BEGIN Data under study

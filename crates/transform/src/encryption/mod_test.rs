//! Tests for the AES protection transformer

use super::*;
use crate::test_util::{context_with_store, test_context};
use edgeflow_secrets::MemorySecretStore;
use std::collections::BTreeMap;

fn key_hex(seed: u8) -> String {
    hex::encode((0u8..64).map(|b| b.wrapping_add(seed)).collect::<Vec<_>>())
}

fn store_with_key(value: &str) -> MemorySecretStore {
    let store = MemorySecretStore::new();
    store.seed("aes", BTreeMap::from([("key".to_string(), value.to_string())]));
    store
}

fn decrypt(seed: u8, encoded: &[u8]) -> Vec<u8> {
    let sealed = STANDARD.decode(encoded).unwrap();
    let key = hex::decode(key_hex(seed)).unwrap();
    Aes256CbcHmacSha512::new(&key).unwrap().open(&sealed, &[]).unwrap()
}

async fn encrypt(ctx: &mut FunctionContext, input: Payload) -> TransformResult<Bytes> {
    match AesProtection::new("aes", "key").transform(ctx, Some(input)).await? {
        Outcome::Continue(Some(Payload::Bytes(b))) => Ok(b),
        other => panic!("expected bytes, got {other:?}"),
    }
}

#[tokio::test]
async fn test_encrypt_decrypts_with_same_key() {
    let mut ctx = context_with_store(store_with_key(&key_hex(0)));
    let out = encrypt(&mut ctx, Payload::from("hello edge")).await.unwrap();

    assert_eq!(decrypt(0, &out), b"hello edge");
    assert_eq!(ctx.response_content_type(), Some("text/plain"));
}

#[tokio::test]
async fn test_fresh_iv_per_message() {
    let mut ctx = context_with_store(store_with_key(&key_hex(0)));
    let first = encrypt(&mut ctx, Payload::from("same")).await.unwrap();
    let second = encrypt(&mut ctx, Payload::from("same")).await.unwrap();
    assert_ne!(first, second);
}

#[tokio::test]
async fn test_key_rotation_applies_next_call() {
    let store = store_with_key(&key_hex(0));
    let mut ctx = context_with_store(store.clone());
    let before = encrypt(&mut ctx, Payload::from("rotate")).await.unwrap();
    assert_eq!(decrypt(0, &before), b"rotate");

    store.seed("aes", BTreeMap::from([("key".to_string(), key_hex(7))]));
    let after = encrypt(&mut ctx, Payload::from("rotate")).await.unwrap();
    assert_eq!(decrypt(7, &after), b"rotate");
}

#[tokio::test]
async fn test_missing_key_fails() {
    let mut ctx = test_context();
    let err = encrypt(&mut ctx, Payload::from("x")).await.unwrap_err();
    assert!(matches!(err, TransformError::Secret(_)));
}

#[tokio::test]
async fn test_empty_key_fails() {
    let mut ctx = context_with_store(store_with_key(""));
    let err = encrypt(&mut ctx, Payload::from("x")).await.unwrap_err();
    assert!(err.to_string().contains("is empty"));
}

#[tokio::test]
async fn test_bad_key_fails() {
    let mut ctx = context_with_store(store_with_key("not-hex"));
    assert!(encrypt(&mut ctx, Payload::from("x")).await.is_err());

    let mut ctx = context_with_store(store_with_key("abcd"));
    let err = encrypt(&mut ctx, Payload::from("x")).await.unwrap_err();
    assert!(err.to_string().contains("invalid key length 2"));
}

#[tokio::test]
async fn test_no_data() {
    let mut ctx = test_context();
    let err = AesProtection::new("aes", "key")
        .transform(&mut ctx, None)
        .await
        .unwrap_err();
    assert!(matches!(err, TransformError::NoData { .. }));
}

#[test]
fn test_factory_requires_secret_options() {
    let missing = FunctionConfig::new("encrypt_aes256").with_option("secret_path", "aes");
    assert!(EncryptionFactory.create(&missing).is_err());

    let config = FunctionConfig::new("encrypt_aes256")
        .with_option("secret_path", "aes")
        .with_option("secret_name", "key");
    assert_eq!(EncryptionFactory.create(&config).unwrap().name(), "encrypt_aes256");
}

END Data under study

# [Aim of the task]
Set down the data once more, exactly as shown above.

# [Solution to this task]
filename crates/transform/src/encryption/mod_test.rs
//! Tests for the AES protection transformer

use super::*;
use crate::test_util::{context_with_store, test_context};
use edgeflow_secrets::MemorySecretStore;
use std::collections::BTreeMap;

fn key_hex(seed: u8) -> String {
    hex::encode((0u8..64).map(|b| b.wrapping_add(seed)).collect::<Vec<_>>())
}

fn store_with_key(value: &str) -> MemorySecretStore {
    let store = MemorySecretStore::new();
    store.seed("aes", BTreeMap::from([("key".to_string(), value.to_string())]));
    store
}

fn decrypt(seed: u8, encoded: &[u8]) -> Vec<u8> {
    let sealed = STANDARD.decode(encoded).unwrap();
    let key = hex::decode(key_hex(seed)).unwrap();
    Aes256CbcHmacSha512::new(&key).unwrap().open(&sealed, &[]).unwrap()
}

async fn encrypt(ctx: &mut FunctionContext, input: Payload) -> TransformResult<Bytes> {
    match AesProtection::new("aes", "key").transform(ctx, Some(input)).await? {
        Outcome::Continue(Some(Payload::Bytes(b))) => Ok(b),
        other => panic!("expected bytes, got {other:?}"),
    }
}

#[tokio::test]
async fn test_encrypt_decrypts_with_same_key() {
    let mut ctx = context_with_store(store_with_key(&key_hex(0)));
    let out = encrypt(&mut ctx, Payload::from("hello edge")).await.unwrap();

    assert_eq!(decrypt(0, &out), b"hello edge");
    assert_eq!(ctx.response_content_type(), Some("text/plain"));
}

#[tokio::test]
async fn test_fresh_iv_per_message() {
    let mut ctx = context_with_store(store_with_key(&key_hex(0)));
    let first = encrypt(&mut ctx, Payload::from("same")).await.unwrap();
    let second = encrypt(&mut ctx, Payload::from("same")).await.unwrap();
    assert_ne!(first, second);
}

#[tokio::test]
async fn test_key_rotation_applies_next_call() {
    let store = store_with_key(&key_hex(0));
    let mut ctx = context_with_store(store.clone());
    let before = encrypt(&mut ctx, Payload::from("rotate")).await.unwrap();
    assert_eq!(decrypt(0, &before), b"rotate");

    store.seed("aes", BTreeMap::from([("key".to_string(), key_hex(7))]));
    let after = encrypt(&mut ctx, Payload::from("rotate")).await.unwrap();
    assert_eq!(decrypt(7, &after), b"rotate");
}

#[tokio::test]
async fn test_missing_key_fails() {
    let mut ctx = test_context();
    let err = encrypt(&mut ctx, Payload::from("x")).await.unwrap_err();
    assert!(matches!(err, TransformError::Secret(_)));
}

#[tokio::test]
async fn test_empty_key_fails() {
    let mut ctx = context_with_store(store_with_key(""));
    let err = encrypt(&mut ctx, Payload::from("x")).await.unwrap_err();
    assert!(err.to_string().contains("is empty"));
}

#[tokio::test]
async fn test_bad_key_fails() {
    let mut ctx = context_with_store(store_with_key("not-hex"));
    assert!(encrypt(&mut ctx, Payload::from("x")).await.is_err());

    let mut ctx = context_with_store(store_with_key("abcd"));
    let err = encrypt(&mut ctx, Payload::from("x")).await.unwrap_err();
    assert!(err.to_string().contains("invalid key length 2"));
}

#[tokio::test]
async fn test_no_data() {
    let mut ctx = test_context();
    let err = AesProtection::new("aes", "key")
        .transform(&mut ctx, None)
        .await
        .unwrap_err();
    assert!(matches!(err, TransformError::NoData { .. }));
}

#[test]
fn test_factory_requires_secret_options() {
    let missing = FunctionConfig::new("encrypt_aes256").with_option("secret_path", "aes");
    assert!(EncryptionFactory.create(&missing).is_err());

    let config = FunctionConfig::new("encrypt_aes256")
        .with_option("secret_path", "aes")
        .with_option("secret_name", "key");
    assert_eq!(EncryptionFactory.create(&config).unwrap().name(), "encrypt_aes256");
}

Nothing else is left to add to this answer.